Run git clone https://github.com/HAL-42/FMA-WSSS.git --recurse-submodules to clone this repo and all its submodules.

Datasets

Download and unzip datasets.tar from HERE, place it in the root directory, and name it datasets.

The directory structure of datasets should be:

datasets
├── coco2014
│   ├── annotations
│   │   ├── train2014 -> train2014_ur
│   │   ├── train2014_ur
│   │   ├── train2014_wt
│   │   ├── val2014 -> val2014_ur
│   │   ├── val2014_ur
│   │   └── val2014_wt
│   ├── color_annotations
│   │   ├── train2014_ur
│   │   └── train2014_wt
│   ├── images
│   │   ├── train2014
│   │   └── val2014
│   ├── imagesLists
│   └── third_party
│       ├── ur_wt_consistency
│       └── wt_ur_consistency
└── VOC2012
    ├── Annotations
    ├── DummyTest
    ├── ImageSets
    │   ├── Action
    │   ├── Layout
    │   ├── Main
    │   ├── Segmentation
    │   └── SegmentationAug
    ├── JPEGImages
    ├── SegmentationClass
    ├── SegmentationClassAug
    ├── SegmentationObject
    └── third_party
        └── ColorSegmentationClassAugColor

Pretrains

Download and unzip pretrains.tar from HERE, place it in the root directory, and name it pretrains.

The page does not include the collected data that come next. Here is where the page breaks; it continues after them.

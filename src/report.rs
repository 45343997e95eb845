//! Bucket reduction from raw aggregation responses

use crate::params::ReportArgs;
use serde::{Deserialize, Serialize};
use serde_json::Value;
use std::collections::HashMap;

/// Count for one group: either a raw total or a per-subgroup breakdown
#[derive(Debug, Clone, PartialEq, Deserialize, Serialize)]
#[serde(untagged)]
pub enum GroupCount {
    Total(u64),
    Breakdown(HashMap<String, u64>),
}

impl GroupCount {
    /// Document count across all subgroups
    pub fn total(&self) -> u64 {
        match self {
            GroupCount::Total(n) => *n,
            GroupCount::Breakdown(map) => map.values().sum(),
        }
    }
}

/// The reduced publishing report
#[derive(Debug, Clone, Default, Deserialize, Serialize)]
pub struct Report {
    pub groups: HashMap<String, GroupCount>,

    /// Cross-group totals per subgroup key, present only when a
    /// subgroup was requested
    #[serde(default, skip_serializing_if = "Option::is_none")]
    pub subgroups: Option<HashMap<String, u64>>,

    #[serde(default, skip_serializing_if = "Option::is_none")]
    pub highcharts: Option<Vec<Value>>,
}

/// The two raw response layouts, resolved once at extraction time
///
/// A scheme-descriptor grouping field produces parent buckets beneath
/// `parent.qcode_filter.qcode_terms`; a plain field produces them
/// directly beneath `parent`.
#[derive(Debug, Clone, Copy, PartialEq, Eq)]
pub enum ResponseShape {
    Flat,
    NestedScheme,
}

impl ResponseShape {
    pub fn detect(raw: &Value) -> Self {
        if raw.pointer("/aggregations/parent/qcode_filter").is_some() {
            ResponseShape::NestedScheme
        } else {
            ResponseShape::Flat
        }
    }

    fn parent_buckets<'a>(&self, raw: &'a Value) -> &'a [Value] {
        let path = match self {
            ResponseShape::NestedScheme => "/aggregations/parent/qcode_filter/qcode_terms/buckets",
            ResponseShape::Flat => "/aggregations/parent/buckets",
        };
        raw.pointer(path)
            .and_then(Value::as_array)
            .map(Vec::as_slice)
            .unwrap_or(&[])
    }
}

/// Reduce a raw aggregation response into group/subgroup counts
///
/// Buckets without a usable key are skipped; missing document counts
/// are zero. Invariant: every `subgroups[s]` equals the sum of
/// `groups[g][s]` over all groups `g`.
pub fn generate_report(raw: &Value, args: &ReportArgs) -> Report {
    let has_children = args.subgroup_field().is_some();

    let mut report = Report {
        groups: HashMap::new(),
        subgroups: has_children.then(HashMap::new),
        highcharts: None,
    };

    for parent in ResponseShape::detect(raw).parent_buckets(raw) {
        let key = match bucket_key(parent) {
            Some(key) => key,
            None => continue,
        };

        if !has_children {
            report.groups.insert(key, GroupCount::Total(doc_count(parent)));
            continue;
        }

        let mut breakdown = HashMap::new();
        for child in child_buckets(parent) {
            let child_key = match bucket_key(child) {
                Some(key) => key,
                None => continue,
            };
            let count = doc_count(child);
            breakdown.insert(child_key.clone(), count);
            if let Some(subgroups) = report.subgroups.as_mut() {
                *subgroups.entry(child_key).or_insert(0) += count;
            }
        }
        report.groups.insert(key, GroupCount::Breakdown(breakdown));
    }

    report
}

/// The bucket key, or `None` when the bucket carries no usable key
///
/// The index can return housekeeping buckets without keys; empty
/// strings and numeric zero are skipped the same way.
fn bucket_key(bucket: &Value) -> Option<String> {
    match bucket.get("key") {
        Some(Value::String(s)) if !s.is_empty() => Some(s.clone()),
        Some(Value::Number(n)) if n.as_f64() != Some(0.0) => Some(n.to_string()),
        _ => None,
    }
}

fn doc_count(bucket: &Value) -> u64 {
    bucket.get("doc_count").and_then(Value::as_u64).unwrap_or(0)
}

/// Child bucket list, covering both query shapes: a plain subgroup
/// sits under `child`, a reverse-nested one under `child_aggs.child`
fn child_buckets(parent: &Value) -> &[Value] {
    parent
        .pointer("/child/buckets")
        .or_else(|| parent.pointer("/child_aggs/child/buckets"))
        .and_then(Value::as_array)
        .map(Vec::as_slice)
        .unwrap_or(&[])
}
//! Report request parameters
//!
//! These types mirror the JSON arguments a caller submits with a
//! report request. Everything is optional; defaults are applied at
//! query-build and reduction time rather than here.

use serde::{Deserialize, Serialize};
use serde_json::Value;
use std::collections::HashMap;

/// Caller-supplied report arguments
#[derive(Debug, Clone, Default, Deserialize, Serialize)]
pub struct ReportArgs {
    /// Grouping/subgrouping specs
    #[serde(default)]
    pub aggs: Option<ReportAggs>,

    /// Chart and date-range parameters
    #[serde(default)]
    pub params: Option<ReportParams>,

    /// Display labels, keyed by field name
    #[serde(default)]
    pub translations: HashMap<String, FieldTranslation>,
}

impl ReportArgs {
    /// The grouping field, if one was requested
    pub fn group_field(&self) -> Option<&str> {
        self.aggs
            .as_ref()
            .and_then(|a| a.group.as_ref())
            .and_then(|g| g.field.as_deref())
    }

    /// The subgrouping field, if one was requested
    pub fn subgroup_field(&self) -> Option<&str> {
        self.aggs
            .as_ref()
            .and_then(|a| a.subgroup.as_ref())
            .and_then(|g| g.field.as_deref())
    }
}

#[derive(Debug, Clone, Default, Deserialize, Serialize)]
pub struct ReportAggs {
    #[serde(default)]
    pub group: Option<AggSpec>,
    #[serde(default)]
    pub subgroup: Option<AggSpec>,
}

/// One grouping spec: which field to bucket on and how
#[derive(Debug, Clone, Default, Deserialize, Serialize)]
pub struct AggSpec {
    /// Plain field name, or a JSON-encoded scheme descriptor
    #[serde(default)]
    pub field: Option<String>,
    #[serde(default)]
    pub size: Option<usize>,
    /// Include pattern for bucket keys; `"all"` means no filtering
    #[serde(default)]
    pub filter: Option<String>,
}

#[derive(Debug, Clone, Default, Deserialize, Serialize)]
pub struct ReportParams {
    #[serde(default)]
    pub chart: Option<ChartParams>,
    #[serde(default)]
    pub date_filter: Option<String>,
    #[serde(default)]
    pub start_date: Option<String>,
    #[serde(default)]
    pub end_date: Option<String>,
    #[serde(default)]
    pub date: Option<String>,
}

#[derive(Debug, Clone, Default, Deserialize, Serialize)]
pub struct ChartParams {
    #[serde(default, rename = "type")]
    pub chart_type: Option<String>,
    #[serde(default)]
    pub title: Option<String>,
    #[serde(default)]
    pub subtitle: Option<String>,
    #[serde(default)]
    pub sort_order: Option<String>,
}

/// Display labels for one field: a title for the field itself and
/// per-bucket-key names
#[derive(Debug, Clone, Default, Deserialize, Serialize)]
pub struct FieldTranslation {
    #[serde(default)]
    pub title: Option<String>,
    #[serde(default)]
    pub names: HashMap<String, String>,
}

/// A grouping field, decided once at query-build time
///
/// Callers may pass either a plain field name or a JSON object with a
/// `scheme` key (a structured vocabulary descriptor). The two lead to
/// different aggregation queries, so the distinction is made explicit
/// here instead of re-parsing the raw string downstream.
#[derive(Debug, Clone, PartialEq, Eq)]
pub enum GroupField {
    Plain(String),
    Scheme(String),
}

impl GroupField {
    /// Classify a raw field parameter
    ///
    /// Input that is not valid JSON, or is JSON without a string
    /// `scheme` key, is a plain field name. This is the normal path,
    /// not an error.
    pub fn parse(raw: &str) -> Self {
        match scheme_of(raw) {
            Some(scheme) => GroupField::Scheme(scheme),
            None => GroupField::Plain(raw.to_string()),
        }
    }
}

/// Extract the scheme from a JSON-encoded scheme descriptor
///
/// Returns `None` for non-JSON input and for JSON values lacking a
/// string `scheme` key.
pub fn scheme_of(raw: &str) -> Option<String> {
    match serde_json::from_str::<Value>(raw) {
        Ok(Value::Object(map)) => map
            .get("scheme")
            .and_then(Value::as_str)
            .map(str::to_string),
        _ => None,
    }
}
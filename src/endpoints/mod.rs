//! HTTP endpoints for the content publishing report

pub mod report;

pub use report::{report_item_handler, report_list_handler, ReportState};
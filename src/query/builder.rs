//! Builds the aggregation query from report arguments

use crate::params::{AggSpec, GroupField, ReportArgs};
use crate::query::types::{Aggregation, NestedAgg, ReverseNested, TermFilter, TermsAgg};
use std::collections::HashMap;

/// Maximum number of term buckets requested by default
pub const MAX_TERMS_SIZE: usize = 10_000;

/// Fixed bucket cap for the nested scheme lookup
const SCHEME_TERMS_SIZE: usize = 1_000;

/// Build the aggregation query for a report request
///
/// Without a grouping field this falls back to a flat terms
/// aggregation on `source`. A grouping field that parses as a scheme
/// descriptor replaces the flat `parent` aggregation with a nested
/// lookup over `subject`, filtered by `subject.scheme`.
pub fn build_aggregation_query(args: &ReportArgs) -> HashMap<String, Aggregation> {
    let group = args.aggs.as_ref().and_then(|a| a.group.as_ref());

    let (group, field) = match group.and_then(|g| g.field.as_deref().map(|f| (g, f))) {
        Some(pair) => pair,
        None => return default_aggregations(),
    };

    let mut parent = aggregation_for(group);

    if let Some(subgroup) = args.aggs.as_ref().and_then(|a| a.subgroup.as_ref()) {
        parent.aggs = Some(HashMap::from([(
            "child".to_string(),
            aggregation_for(subgroup),
        )]));
    }

    if let GroupField::Scheme(scheme) = GroupField::parse(field) {
        parent = scheme_aggregation(&scheme, parent.aggs.take());
    }

    HashMap::from([("parent".to_string(), parent)])
}

/// Default aggregation when no grouping field was requested
fn default_aggregations() -> HashMap<String, Aggregation> {
    HashMap::from([(
        "source".to_string(),
        Aggregation::terms(TermsAgg::new("source", MAX_TERMS_SIZE)),
    )])
}

/// One terms aggregation for a group or subgroup spec
///
/// An explicit filter other than `"all"` becomes an `include` pattern
/// with `min_doc_count = 0`, so buckets matching the pattern surface
/// even when empty.
fn aggregation_for(spec: &AggSpec) -> Aggregation {
    let mut terms = TermsAgg::new(
        spec.field.clone().unwrap_or_default(),
        spec.size.filter(|s| *s != 0).unwrap_or(MAX_TERMS_SIZE),
    );

    if let Some(filter) = spec.filter.as_deref().filter(|f| !f.is_empty() && *f != "all") {
        terms.include = Some(filter.to_string());
        terms.min_doc_count = Some(0);
    }

    Aggregation::terms(terms)
}

/// Nested aggregation for a scheme-descriptor grouping field
///
/// Counts `subject.qcode` terms inside the `subject` nested scope,
/// filtered to entries of the requested scheme. A subgroup aggregation
/// is relocated beneath a `reverse_nested` wrapper so its counts are
/// computed at the parent document level.
fn scheme_aggregation(scheme: &str, child: Option<HashMap<String, Aggregation>>) -> Aggregation {
    let mut qcode_terms = Aggregation::terms(TermsAgg::new("subject.qcode", SCHEME_TERMS_SIZE));

    if let Some(child) = child {
        qcode_terms.aggs = Some(HashMap::from([(
            "child_aggs".to_string(),
            Aggregation {
                reverse_nested: Some(ReverseNested {}),
                aggs: Some(child),
                ..Default::default()
            },
        )]));
    }

    let qcode_filter = Aggregation {
        filter: Some(TermFilter {
            term: HashMap::from([("subject.scheme".to_string(), scheme.to_string())]),
        }),
        aggs: Some(HashMap::from([("qcode_terms".to_string(), qcode_terms)])),
        ..Default::default()
    };

    Aggregation {
        nested: Some(NestedAgg {
            path: "subject".to_string(),
        }),
        aggs: Some(HashMap::from([("qcode_filter".to_string(), qcode_filter)])),
        ..Default::default()
    }
}
//! Report execution over an external query executor

use crate::chart::generate_chart_config;
use crate::params::ReportArgs;
use crate::query::{build_aggregation_query, Aggregation};
use crate::report::{generate_report, Report};
use crate::Result;
use async_trait::async_trait;
use serde_json::Value;
use std::collections::HashMap;
use std::sync::Arc;

/// Privilege required to read this report
pub const PRIVILEGE: &str = "content_publishing_report";

/// Repositories the report queries
pub const REPOS: [&str; 2] = ["published", "archived"];

/// Runs an aggregation query against the search index
///
/// The index round trip (and its retry/timeout policy) lives behind
/// this seam; the report layer only sees the raw response.
#[async_trait]
pub trait QueryExecutor: Send + Sync {
    async fn run_query(
        &self,
        repos: &[&str],
        aggregations: &HashMap<String, Aggregation>,
    ) -> Result<Value>;
}

/// The content publishing report service
pub struct ContentPublishingReport {
    executor: Arc<dyn QueryExecutor>,
}

impl ContentPublishingReport {
    pub fn new(executor: Arc<dyn QueryExecutor>) -> Self {
        Self { executor }
    }

    /// Build the aggregation query, run it, and reduce the response
    /// into a chart-ready report
    pub async fn run(&self, args: &ReportArgs) -> Result<Report> {
        let aggregations = build_aggregation_query(args);

        tracing::debug!(
            repos = ?REPOS,
            aggregations = ?aggregations,
            "running content publishing query"
        );

        let raw = self.executor.run_query(&REPOS, &aggregations).await?;
        Ok(generate_chart_config(&raw, args))
    }

    /// Like [`run`](Self::run), without rendering a chart
    pub async fn run_report(&self, args: &ReportArgs) -> Result<Report> {
        let aggregations = build_aggregation_query(args);
        let raw = self.executor.run_query(&REPOS, &aggregations).await?;
        Ok(generate_report(&raw, args))
    }
}
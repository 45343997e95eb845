//! Report API router

use crate::endpoints::{report_item_handler, report_list_handler, ReportState};
use crate::service::{ContentPublishingReport, QueryExecutor};
use axum::routing::get;
use axum::Router;
use std::sync::Arc;

/// Create the report router
///
/// The report is exposed GET-only, as a list and as a single item:
///
/// - `GET /content_publishing` - run the report
/// - `GET /content_publishing/:id` - single-item view
///
/// Arguments are passed as a JSON-encoded `params` query parameter.
pub fn report_router(executor: Arc<dyn QueryExecutor>) -> Router {
    let state = ReportState {
        service: Arc::new(ContentPublishingReport::new(executor)),
    };

    Router::new()
        .route("/content_publishing", get(report_list_handler))
        .route("/content_publishing/:id", get(report_item_handler))
        .with_state(state)
}
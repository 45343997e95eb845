//! Aggregation query construction

pub mod builder;
pub mod types;

pub use builder::{build_aggregation_query, MAX_TERMS_SIZE};
pub use types::{Aggregation, NestedAgg, ReverseNested, TermFilter, TermsAgg};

The directory structure of pretrains should be:

pretrains
├── CLIP
├── rand_ref  # Randomly pre-initialized learnable prompt contexts, loaded before training for controlling randomness.
│   └── coop_ctx
│       ├── hash_seed
│       │   └── std=·125
│       └── M=16
└── SAM

Usage

PASCAL VOC2012

cd PROJECT_ROOT

# Generate SAM-based quasi-superpixel.
# Decrease -b or -w if CUDA OOM.
python src/tasks/sam_auto_seg/par_run.py --purge 1 -b 256 -w 50 -m uncompressed_rle -c configs/VOC/sams/cfg.py

# Train classification task.
python src/tasks/train_coop/run.py -i 0 -e 0 -c configs/VOC/cls/cfg.py

# Refine classification CAM with CAA.
python src/tasks/aff_cam/run.py -P 0 -e 0 --cache_ori_cam 0 -c configs/VOC/cls/infer/final/affx2,at_score,att2affx1/cfg.py

# Generate coarse seed with SAM-Based Seeding Modul.
python src/tasks/anns_seed/run.py -c configs/VOC/cls/infer/final/affx2,at_score,att2affx1/ann,affed/cfg.py

# Train segmentation task.
python src/tasks/train_coop/run.py -i 0 -e 0 -c configs/VOC/seg/cfg.py

# Refine segmentation CAM with CAA.
python src/tasks/aff_cam/run.py -P 0 -e 0 --cache_ori_cam 0 -c configs/VOC/seg/infer/final/affx2,at_cam,attx1,·5thresh/cfg.py

# Generate fine seed with SAM-Based Seeding Modul.
python src/tasks/anns_seed/run.py -c configs/VOC/seg/infer/final/affx2,at_cam,attx1,·5thresh/ann,affed/cfg.py

# Use mmsegmentaion for stage II.
cd others/mmsegmentation
ln -s ../../datasets data
ln -s ../../experiment exp_root
ln -s ../../experiment/others/mmseg work_dirs

# Train segmentation network with fine seed.
bash tools/dist_train.sh configs/m2f_psudo/m2f-sl22-bt4-80k-512x-VOC.py 2

# Evaluate segmentaion network (at the best checkpoint).
python tools/test.py \
    configs/m2f_psudo/m2f-sl22-bt4-80k-512x-VOC.py \
    work_dirs/m2f-sl22-bt4-80k-512x-VOC/iter_30000.pth \
    --work-dir work_dirs/m2f-sl22-bt4-80k-512x-VOC/infer/best,ss \
    --show-dir work_dirs/m2f-sl22-bt4-80k-512x-VOC/infer/best,ss/viz

MS COCO2014

cd PROJECT_ROOT

# Generate SAM-based quasi-superpixel.
# Decrease -b or -w if CUDA OOM.
python src/tasks/sam_auto_seg/par_run.py --purge 1 -b 256 -w 50 -m uncompressed_rle -c configs/COCO/sams/cfg.py

# Train classification task.
python src/tasks/train_coop/run.py -i 0 -e 0 -c configs/COCO/cls/cfg.py

# Infer CAM of segmentation task at the best iteration.
python src/tasks/infer_cam/run.py -e 0 -P 0 --no_cache 1 -c configs/COCO/cls/infer/6150/cfg.py

# Refine classification CAM with CAA.
python src/tasks/aff_cam/run.py -P 0 -e 0 --cache_ori_cam 0 -c configs/COCO/cls/infer/6150/aff/cfg.py

# Generate coarse seed with SAM-Based Seeding Modul.
python src/tasks/anns_seed/run.py -c configs/COCO/cls/infer/6150/aff/ann/cfg.py

# Train segmentation task.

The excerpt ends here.